If you've had the tank for 6 months it's most likely cycled, but you really should have a test for ammonia. Once the fish show signs of stress from ammonia, the damage has already been done. Neons aren't the hardiest of fish. 

Neon tetra are a schooling fish. Six fish is the minimum grouping they should be kept in because they commonly fight within themselves. More fish means the aggression is more spread out. It sounds like you have some infighting. You could try introducing another 3-4 neons and see if they calm down a little bit. 

The other possibility is that the neons are stressed, and this stress is leading to torn fins. The temp is good for them, but the water might be too hard; they might not have enough cover. Either way the stress leads to a weakened fish and that shows through in the torn fins.


----------



## Catfish Billy (Jun 27, 2012)

I have two swords, a plastic cave that I sanded down and need to put some boiled driftwood back in. I am soon going to do a "make over" by adding lots more plants etc. Please note I do know now that the swords shouldn't be in a tank with an UGF and I will soon remove them. 

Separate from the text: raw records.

use chrono::{DateTime, Utc};
use serde::{Deserialize, Serialize};

use assetdesk_core::AssetId;

/// Stock availability, derived from quantity.
///
/// The wire spelling ("Available" / "Out of stock") is what the frontend
/// filters on; keep it stable.
#[derive(Debug, Clone, Copy, PartialEq, Eq, Serialize, Deserialize)]
pub enum Availability {
    Available,
    #[serde(rename = "Out of stock")]
    OutOfStock,
}

impl Availability {
    pub fn from_quantity(quantity: &Quantity) -> Self {
        if quantity.as_count() > 0 {
            Availability::Available
        } else {
            Availability::OutOfStock
        }
    }

    pub fn as_str(&self) -> &'static str {
        match self {
            Availability::Available => "Available",
            Availability::OutOfStock => "Out of stock",
        }
    }
}

/// Quantity as persisted: sometimes a number, sometimes its text form.
///
/// Legacy documents hold values like `"2"` next to `10`; a store-side sort
/// would order them lexically. Every numeric comparison must go through
/// `as_count`.
#[derive(Debug, Clone, PartialEq, Eq, Serialize, Deserialize)]
#[serde(untagged)]
pub enum Quantity {
    Count(i64),
    Text(String),
}

impl Quantity {
    /// Coerce to an integer. Unparseable text counts as zero stock.
    pub fn as_count(&self) -> i64 {
        match self {
            Quantity::Count(n) => *n,
            Quantity::Text(s) => s.trim().parse().unwrap_or(0),
        }
    }
}

impl From<i64> for Quantity {
    fn from(n: i64) -> Self {
        Quantity::Count(n)
    }
}

/// An inventory item.
#[derive(Debug, Clone, PartialEq, Eq, Serialize, Deserialize)]
pub struct Asset {
    pub id: AssetId,
    pub name: String,
    pub asset_type: String,
    pub availability: Availability,
    pub quantity: Quantity,
    pub timestamp: DateTime<Utc>,
}

/// Creation payload. Availability is not accepted here: new assets are
/// always listed as available.
#[derive(Debug, Clone, Deserialize)]
pub struct NewAsset {
    pub name: String,
    pub asset_type: String,
    pub quantity: Quantity,
}

/// Partial update; availability is recomputed when quantity changes.
#[derive(Debug, Clone, Default, Deserialize)]
pub struct AssetPatch {
    pub name: Option<String>,
    pub asset_type: Option<String>,
    pub quantity: Option<Quantity>,
}

/// One filter contract for every asset listing (main page and request page
/// ask the same questions with different parameter names upstream).
/// Predicates are AND-combined.
#[derive(Debug, Clone, Default)]
pub struct AssetFilter {
    /// Case-insensitive substring on the asset name.
    pub search: Option<String>,
    /// Exact availability match.
    pub availability: Option<Availability>,
    /// Exact type match.
    pub asset_type: Option<String>,
}

impl AssetFilter {
    pub fn matches(&self, asset: &Asset) -> bool {
        if let Some(search) = &self.search {
            if !asset.name.to_lowercase().contains(&search.to_lowercase()) {
                return false;
            }
        }
        if let Some(availability) = self.availability {
            if asset.availability != availability {
                return false;
            }
        }
        if let Some(asset_type) = &self.asset_type {
            if &asset.asset_type != asset_type {
                return false;
            }
        }
        true
    }
}

/// Sort direction over the coerced quantity. Descending when unspecified.
#[derive(Debug, Clone, Copy, PartialEq, Eq, Default)]
pub enum SortDirection {
    Asc,
    #[default]
    Desc,
}

impl SortDirection {
    /// Parse `asc` / `desc`, anything else falling back to the default.
    pub fn parse(s: Option<&str>) -> Self {
        match s {
            Some("asc") => SortDirection::Asc,
            _ => SortDirection::Desc,
        }
    }
}

#[cfg(test)]
mod tests {
    use super::*;

    #[test]
    fn quantity_deserializes_from_number_and_text() {
        let n: Quantity = serde_json::from_str("10").unwrap();
        let t: Quantity = serde_json::from_str("\"2\"").unwrap();
        assert_eq!(n.as_count(), 10);
        assert_eq!(t.as_count(), 2);
    }

    #[test]
    fn unparseable_text_quantity_counts_as_zero() {
        assert_eq!(Quantity::Text("lots".into()).as_count(), 0);
        assert_eq!(Quantity::Text(" 7 ".into()).as_count(), 7);
    }

    #[test]
    fn availability_follows_quantity() {
        assert_eq!(
            Availability::from_quantity(&Quantity::Count(3)),
            Availability::Available
        );
        assert_eq!(
            Availability::from_quantity(&Quantity::Text("0".into())),
            Availability::OutOfStock
        );
    }

    #[test]
    fn out_of_stock_wire_spelling() {
        let json = serde_json::to_string(&Availability::OutOfStock).unwrap();
        assert_eq!(json, "\"Out of stock\"");
    }
}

I could possibly add a few more neon tetras after I've done the "make over". I have another question, I am going to replace the UGF with an internal filter, do I need to run the internal filter for several weeks/months before I take out the UGF so that the filter is cycled and the bacteria lost on the UGF is replaced by the bacteria on the internal filter? I am replacing the filter so that I can have rooted plants.


----------



## thekoimaiden (Oct 19, 2011)

When you remove the swords, get some other plants like anubias or java fern. Neons are a little more sensitive than most people think and do best with plants around. Stuffing that tank with as many plants as possible is going to make your neons feel much more comfortable. 

The aim of the UGF is to have a good colony of bacteria in the substrate by pulling water and oxygen through the substrate. I would run the internal filter for a few weeks before removing the UGF just to make sure it's well-seeded.


----------



## Catfish Billy (Jun 27, 2012)

Ok thanks. When I do the "make over" I was basically going to add more plants any way and I was thinking of adding anubais, java fern and moss and maybe some elodea. Now I'll run the filter for a few weeks but first I need to add some aquarium sponge to the intake to make it less powerful.


----------



## ANHEL123 (Jul 21, 2010)

How about more water changes? I am working in the office where they have 45 gall and someone who is coming to clean the tank does like 50-60% water out on regular basis and looks like fish doing great for long time.


----------



## Catfish Billy (Jun 27, 2012)

ANHEL123 said:


> How about more water changes? I am working in the office where they have 45 gall and someone who is coming to clean the tank does like 50-60% water out on regular basis and looks like fish doing great for long time.


I was thinking about increasing the percentage of the water I change every week. Thanks for the advice. :-D


----------



## Sakura8 (May 12, 2011)

I also know that UGFs are famous for sucking fish in and under. There's a possibility your neons are getting caught in the filter too. That aside, I also agree with koimaiden, that there's some infighting going on.


----------



## Catfish Billy (Jun 27, 2012)

Sakura8 said:


> I also know that UGFs are famous for sucking fish in and under. There's a possibility your neons are getting caught in the filter too. That aside, I also agree with koimaiden, that there's some infighting going on.


That's interesting, I'd never thought of that, although I've never seen them being sucked in......

OK, I'm going to:

1. Do larger water changes.

2. Hurry up and do the "make over" by adding more plants.

3. Add a few more neon tetras to spread out the aggression.

Thanks for everyone's help; much appreciated! :-D


----------



## Sakura8 (May 12, 2011)

Yeah, someone on here once found an x-ray tetra that had been sucked under his UGF. Somehow it survived and was miraculously living under there for who knows how long.  We still don't know how it survived.


----------



## thekoimaiden (Oct 19, 2011)

Sakura8 said:


> I also know that UGFs are famous for sucking fish in and under. There's a possibility your neons are getting caught in the filter too. That aside, I also agree with koimaiden, that there's some infighting going on.


:shock: I didn't know that those things sucked fish in! Another reason to dislike UGF. If it sucked an x-ray tetra in, it could certainly get a neon. 

Billy, if you do those things, I bet you will have a much healthier tank. Can't wait to hear your results! :-D


----------



## Catfish Billy (Jun 27, 2012)

Another good reason to get rid of that retched UGF...... 

I can't wait to get some good results too! Btw, Sakura, your Dojo Loaches are sooooo cute! :lol:


----------



## Sakura8 (May 12, 2011)

:3 Thank you, Catfish Billy.


----------